Taking small actions tricks your brain. Your subconscious likes to be in control – it doesn’t like change. A big change often sets up subconscious resistance, but you can sneak a small change by it.

Use Triggers

A trigger is something that leads you to automatically doing something else. Smokers, for example, are triggered to smoke after a meal. Use triggers to your advantage. If you commit to always meditating after breakfast, after a few weeks you’ll automatically think about meditating after your morning meal. Visual triggers work well, too. Lay your workout clothes on the bed in the morning will encourage you to work out when you get home from work.

Do it Early

Exercise or meditate in the morning when your willpower is high. You’ll reap the rewards all day! Make a healthy dinner ahead (I love my crockpot!) so you don’t come home starved with nothing to eat.

Be Prepared

Make sure you have everything you need to ensure your success. If you want to start a walking program, get comfortable walking shoes and a pedometer. People who wear a pedometer walk 27% more than those who don’t!

Make it Convenient

The more difficult and time consuming it is to take an action, the less likely you will do it. This is why so many people who buy gym memberships drop out. It’s just not that convenient. Get everything you need ready ahead of time so that when it’s time you can, as Nike says, “Just Do It”.

Make it Fun

If you don’t enjoy doing something you aren’t going to stick with it. Find ways to make your lifestyle change as enjoyable as possible. Exercise with a friend, learn to cook healthy foods that are delicious, or find a meditation program that really resonates with you.

Don’t Break the Chain

When Jerry Seinfeld was an unknown, he created the habit of writing new material daily using a wall calendar and a red marker. Every day he wrote, he put a big red “X” through that day. He didn’t want to see any blank days that “broke the chain”. Use this technique for one month and you’ll find your new habit will largely be formed.

By using these steps to create a habit you are tricking your brain to create a new neural pathway. Once the habit is formed you can use it to serve as a gateway to bigger changes that can truly change your life. A journey of a thousand miles really does begin with a single step.


Deane Alban is co-founder of BeBrainFit.com and author of Brain Gold: The Anti-Aging Guide for Your Brain. She has taught and written on a wide variety of natural health topics for over 20 years.
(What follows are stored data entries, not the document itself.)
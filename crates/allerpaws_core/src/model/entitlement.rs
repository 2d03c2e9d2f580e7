//! Entitlement snapshot model and tier derivation rules.
//!
//! # Responsibility
//! - Derive the quota/feature snapshot granted by a subscription row.
//! - Check creation attempts against snapshot ceilings.
//!
//! # Invariants
//! - Derivation is total: every input, including "no row", yields a snapshot.
//! - A row whose status is not `active` always derives the free tier.

use serde::{Deserialize, Serialize};
use std::error::Error;
use std::fmt::{Display, Formatter};

use super::subscription::{PlanId, SubscriptionRecord, SubscriptionStatus};

/// Pet profiles allowed on the free tier.
pub const FREE_MAX_RESOURCES: u32 = 2;
/// Diary entries per calendar month allowed on the free tier.
pub const FREE_MAX_MONTHLY_ENTRIES: u32 = 30;

/// Entitlement tier.
#[derive(Debug, Clone, Copy, PartialEq, Eq, Serialize, Deserialize)]
#[serde(rename_all = "snake_case")]
pub enum Tier {
    Free,
    Premium,
}

impl Tier {
    pub fn as_str(self) -> &'static str {
        match self {
            Self::Free => "free",
            Self::Premium => "premium",
        }
    }
}

/// Numeric ceiling for a gated operation.
#[derive(Debug, Clone, Copy, PartialEq, Eq, Serialize, Deserialize)]
#[serde(rename_all = "snake_case")]
pub enum Quota {
    Limited(u32),
    Unbounded,
}

impl Quota {
    /// Whether one more item fits when `used` items already exist.
    pub fn allows_another(self, used: usize) -> bool {
        match self {
            Self::Limited(max) => used < max as usize,
            Self::Unbounded => true,
        }
    }
}

impl Display for Quota {
    fn fmt(&self, f: &mut Formatter<'_>) -> std::fmt::Result {
        match self {
            Self::Limited(max) => write!(f, "{max}"),
            Self::Unbounded => f.write_str("unbounded"),
        }
    }
}

/// Quotas and features granted to the current identity.
#[derive(Debug, Clone, PartialEq, Eq, Serialize, Deserialize)]
pub struct EntitlementSnapshot {
    pub tier: Tier,
    pub max_resources: Quota,
    pub max_monthly_entries: Quota,
    pub advanced_analysis: bool,
    /// Plan of the authoritative row, `None` when no row exists.
    pub plan: Option<PlanId>,
    /// Subscription ends at the current billing period.
    pub cancel_at_period_end: bool,
}

impl EntitlementSnapshot {
    /// The most restrictive snapshot; used whenever entitlement is unknown.
    pub fn free() -> Self {
        Self {
            tier: Tier::Free,
            max_resources: Quota::Limited(FREE_MAX_RESOURCES),
            max_monthly_entries: Quota::Limited(FREE_MAX_MONTHLY_ENTRIES),
            advanced_analysis: false,
            plan: None,
            cancel_at_period_end: false,
        }
    }

    fn premium(plan: PlanId) -> Self {
        Self {
            tier: Tier::Premium,
            max_resources: Quota::Unbounded,
            max_monthly_entries: Quota::Unbounded,
            advanced_analysis: true,
            plan: Some(plan),
            cancel_at_period_end: false,
        }
    }

    pub fn is_premium(&self) -> bool {
        self.tier == Tier::Premium
    }

    /// User-facing plan label; premium labels only apply to premium tiers.
    pub fn plan_name(&self) -> &'static str {
        match (self.tier, self.plan) {
            (Tier::Premium, Some(plan)) => plan.display_name(),
            _ => PlanId::Free.display_name(),
        }
    }

    /// Rejects creating one more resource when `existing` already meet the ceiling.
    pub fn check_resource_quota(&self, existing: usize) -> Result<(), QuotaExceededError> {
        check(QuotaKind::Resources, self.max_resources, existing)
    }

    /// Rejects one more diary entry when `entries_this_month` meet the ceiling.
    pub fn check_monthly_entry_quota(
        &self,
        entries_this_month: usize,
    ) -> Result<(), QuotaExceededError> {
        check(
            QuotaKind::MonthlyEntries,
            self.max_monthly_entries,
            entries_this_month,
        )
    }

    /// Rejects access to advanced analysis on tiers that do not grant it.
    pub fn require_advanced_analysis(&self) -> Result<(), QuotaExceededError> {
        if self.advanced_analysis {
            return Ok(());
        }
        Err(QuotaExceededError {
            kind: QuotaKind::AdvancedAnalysis,
            limit: 0,
            used: 0,
        })
    }
}

/// Derives the snapshot granted by the authoritative subscription row.
///
/// Rules:
/// - absent row, non-active status, or free plan => free tier.
/// - active monthly/annual plan => premium tier, unbounded ceilings.
pub fn derive(record: Option<&SubscriptionRecord>) -> EntitlementSnapshot {
    let Some(record) = record else {
        return EntitlementSnapshot::free();
    };

    let mut snapshot = match (record.status, record.plan_id) {
        (SubscriptionStatus::Active, PlanId::Monthly | PlanId::Annual) => {
            EntitlementSnapshot::premium(record.plan_id)
        }
        (SubscriptionStatus::Active, PlanId::Free)
        | (
            SubscriptionStatus::Canceled | SubscriptionStatus::PastDue | SubscriptionStatus::None,
            _,
        ) => {
            let mut free = EntitlementSnapshot::free();
            free.plan = Some(record.plan_id);
            free
        }
    };
    snapshot.cancel_at_period_end = record.cancel_at_period_end;
    snapshot
}

fn check(kind: QuotaKind, quota: Quota, used: usize) -> Result<(), QuotaExceededError> {
    match quota {
        Quota::Limited(limit) if !quota.allows_another(used) => {
            Err(QuotaExceededError { kind, limit, used })
        }
        _ => Ok(()),
    }
}

/// Gated operation that hit its ceiling.
#[derive(Debug, Clone, Copy, PartialEq, Eq)]
pub enum QuotaKind {
    Resources,
    MonthlyEntries,
    AdvancedAnalysis,
}

/// Creation attempt exceeds the current entitlement; resolved by upgrading.
#[derive(Debug, Clone, PartialEq, Eq)]
pub struct QuotaExceededError {
    pub kind: QuotaKind,
    pub limit: u32,
    pub used: usize,
}

impl Display for QuotaExceededError {
    fn fmt(&self, f: &mut Formatter<'_>) -> std::fmt::Result {
        match self.kind {
            QuotaKind::Resources => write!(
                f,
                "pet limit reached ({}/{}); upgrade to premium to add more",
                self.used, self.limit
            ),
            QuotaKind::MonthlyEntries => write!(
                f,
                "monthly entry limit reached ({}/{}); upgrade to premium for unlimited entries",
                self.used, self.limit
            ),
            QuotaKind::AdvancedAnalysis => {
                write!(f, "advanced analysis requires a premium plan")
            }
        }
    }
}

impl Error for QuotaExceededError {}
Her passion is teaching others how to rejuvenate their brains and overcome the common, but avoidable, problem of midlife mental decline. Sign up for “Brain Builder” – her free newsletter for the latest natural ways to stay mentally sharp for life.

24 Responses to How to Trick Your Brain to Create a New Healthy Habit

  1. Natalie says:

    All good suggestions. I think it is easier to create a new habit than it is to eliminate an old one. Let me add one more suggestion.

    Get clear and focus on Why you want this new habit. Make sure this ‘why’ is very specific and personal. It’s not enough to say “Be Healthier”. Say “To be there to help my grandchildren learn about gardening” or “To walk the whole flea market, seeing all there is to see without getting winded or tired”.

  2. Dan Erickson says:

    Great points. My problem is time. I have to choose my early-morning routine and I’ve put blogging/writing on top. This leaves less time for exercise. We can’t do it all.

  3. Paul says:

    Love it and Love Natalie’s add on. may I suggest one more. Willpower does indeed wain so use the much more powerful shift in BELIEFS. This goal is important to me because…..(as Natalie suggested) I Deserve this because…… I am capable of this because…. This will enable me to…… Others will benefit by my achieving it because…. Build up genuine BELIEF power… Trumps will power every time .

  4. @creativedynamic says:

    Like the “don’t break the chain” one. Big Red cross would motivate me!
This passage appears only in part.